At the 1882 Italian general election Giolitti was elected to the Chamber of Deputies (the lower house of the Parliament of the Kingdom of Italy) for the Historical Left. This election was a great victory for the ruling Left of Agostino Depretis, which won 289 seats out of 508. As deputy, he chiefly acquired prominence by attacks on Agostino Magliani, Treasury Minister in the cabinet of Depretis.

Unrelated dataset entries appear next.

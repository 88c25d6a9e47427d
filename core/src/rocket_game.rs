//! Rocket: a climbing multiplier that explodes at a hidden point.
//!
//! The explosion point is drawn at commit time as 1 + u1 * u2 * scale,
//! which piles most of the mass just above 1. The multiplier starts
//! below 1 and climbs one step per tick; reaching the explosion point
//! loses the round, cashing out first pays stake × multiplier.

use crate::{
    config::RocketConfig,
    event::CasinoEvent,
    resolver::{Action, OutcomeResolver, Progress, Scheduled, Wakeup},
    rng::GameRng,
    snapshot::GameView,
    types::{round2, Credits, GameId},
};

#[derive(Debug, Clone, Copy, PartialEq, Eq)]
pub enum Flight {
    Grounded,
    Flying,
    Exploded,
    CashedOut,
}

pub struct RocketGame {
    config:          RocketConfig,
    multiplier:      f64,
    explosion_point: f64,
    flight:          Flight,
}

impl RocketGame {
    pub fn new(config: RocketConfig) -> Self {
        let multiplier = config.start_multiplier;
        Self {
            config,
            multiplier,
            explosion_point: 1.0,
            flight: Flight::Grounded,
        }
    }

    pub fn multiplier(&self) -> f64 {
        self.multiplier
    }

    pub fn explosion_point(&self) -> f64 {
        self.explosion_point
    }

    pub fn flight(&self) -> Flight {
        self.flight
    }

    fn next_tick(&self) -> Scheduled {
        Scheduled { delay: self.config.tick_ms, wakeup: Wakeup::RocketTick }
    }
}

/// Draw an explosion point in [1, 1 + scale), rounded to cents.
pub fn draw_explosion_point(rng: &mut GameRng, scale: f64) -> f64 {
    let u1 = rng.next_f64();
    let u2 = rng.next_f64();
    round2(u1 * (u2 * scale) + 1.0)
}

impl OutcomeResolver for RocketGame {
    fn game(&self) -> GameId {
        GameId::RocketGame
    }

    fn start(&mut self, _stake: Credits, rng: &mut GameRng) -> Progress {
        self.explosion_point = draw_explosion_point(rng, self.config.explosion_scale);
        self.multiplier = self.config.start_multiplier;
        self.flight = Flight::Flying;
        log::debug!("rocket: launched, explodes at {:.2}", self.explosion_point);
        Progress::Continue { events: Vec::new(), schedule: vec![self.next_tick()] }
    }

    fn on_wakeup(&mut self, wakeup: Wakeup) -> Progress {
        if wakeup != Wakeup::RocketTick || self.flight != Flight::Flying {
            return Progress::Ignored;
        }
        self.multiplier = round2(self.multiplier + self.config.step);
        let ticked = CasinoEvent::MultiplierTicked { multiplier: self.multiplier };

        if self.multiplier >= self.explosion_point {
            self.flight = Flight::Exploded;
            return Progress::Settled {
                events: vec![
                    ticked,
                    CasinoEvent::RocketExploded {
                        multiplier: self.multiplier,
                        explosion_point: self.explosion_point,
                    },
                ],
            };
        }
        Progress::Continue { events: vec![ticked], schedule: vec![self.next_tick()] }
    }

    fn on_action(&mut self, action: Action) -> Progress {
        if action != Action::CashOut || self.flight != Flight::Flying {
            return Progress::Ignored;
        }
        self.flight = Flight::CashedOut;
        Progress::Settled {
            events: vec![CasinoEvent::CashedOut {
                game: GameId::RocketGame,
                multiplier: self.multiplier,
                explosion_point: Some(self.explosion_point),
            }],
        }
    }

    fn resolve(&mut self, stake: Credits) -> Credits {
        match self.flight {
            Flight::CashedOut => stake * self.multiplier,
            _ => 0.0,
        }
    }

    fn view(&self) -> GameView {
        GameView::Rocket {
            multiplier: self.multiplier,
            exploded: self.flight == Flight::Exploded,
            cashed_out: self.flight == Flight::CashedOut,
        }
    }
}
//! Statistics report for the user dashboard.

use crate::{
    types::{Credits, GameId},
    user::UserRecord,
};
use serde::{Deserialize, Serialize};

#[derive(Debug, Clone, Serialize, Deserialize, PartialEq)]
pub struct GameBreakdown {
    pub game:   GameId,
    pub wins:   u64,
    pub losses: u64,
    pub total:  u64,
}

#[derive(Debug, Clone, Serialize, Deserialize, PartialEq)]
pub struct StatsReport {
    pub name:             String,
    pub balance:          Credits,
    pub wins:             u64,
    pub losses:           u64,
    pub plays:            u64,
    /// wins / (wins + losses); 0 before the first round.
    pub win_ratio:        f64,
    pub credits_earned:   Credits,
    pub credits_lost:     Credits,
    pub net:              Credits,
    pub most_played_game: Option<GameId>,
    /// In first-played order.
    pub per_game:         Vec<GameBreakdown>,
}

impl StatsReport {
    /// `None` when the record has no statistics yet.
    pub fn from_record(user: &UserRecord) -> Option<Self> {
        let stats = user.stats()?;
        let plays = stats.wins() + stats.losses();
        let win_ratio = if plays == 0 {
            0.0
        } else {
            stats.wins() as f64 / plays as f64
        };

        let per_game = stats
            .game_stats()
            .iter()
            .map(|(game, tally)| GameBreakdown {
                game,
                wins: tally.wins,
                losses: tally.losses,
                total: tally.plays(),
            })
            .collect();

        Some(Self {
            name: user.name().to_string(),
            balance: user.credits_available(),
            wins: stats.wins(),
            losses: stats.losses(),
            plays,
            win_ratio,
            credits_earned: stats.credits_earned(),
            credits_lost: stats.credits_lost(),
            net: stats.credits_earned() - stats.credits_lost(),
            most_played_game: stats.most_played_game(),
            per_game,
        })
    }

    pub fn most_played_label(&self) -> String {
        self.most_played_game
            .map_or_else(|| "none yet".to_string(), |g| g.to_string())
    }
}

Following Depretis's death on 29 July 1887 Francesco Crispi, a notable politician and patriot, became the leader of the Left group and was also appointed prime minister by King Umberto I. On 9 March 1889, Giolitti was selected by Crispi as the new Minister of Treasury and Finance. In October 1890, Giolitti resigned from his office due to contrasts with Crispi's colonial policy. A few weeks before, the Ethiopian emperor Menelik II had contested the Italian text of the Wuchale Treaty, signed by Crispi, stating that it did not oblige Ethiopia to be an Italian protectorate. Menelik informed the foreign press and the scandal erupted. After the fall of the government led by the new prime minister Antonio Starabba di Rudinì in May 1892, Giolitti, with the help of a court clique, received from the King the task of forming a new cabinet.

== First term as prime minister, 1892–1893 ==
Giolitti's first term as prime minister (1892–1893) was marked by misfortune and misgovernment. The building crisis and the commercial rupture with France had impaired the situation of the state banks, of which one, the Banca Romana, had been further undermined by maladministration.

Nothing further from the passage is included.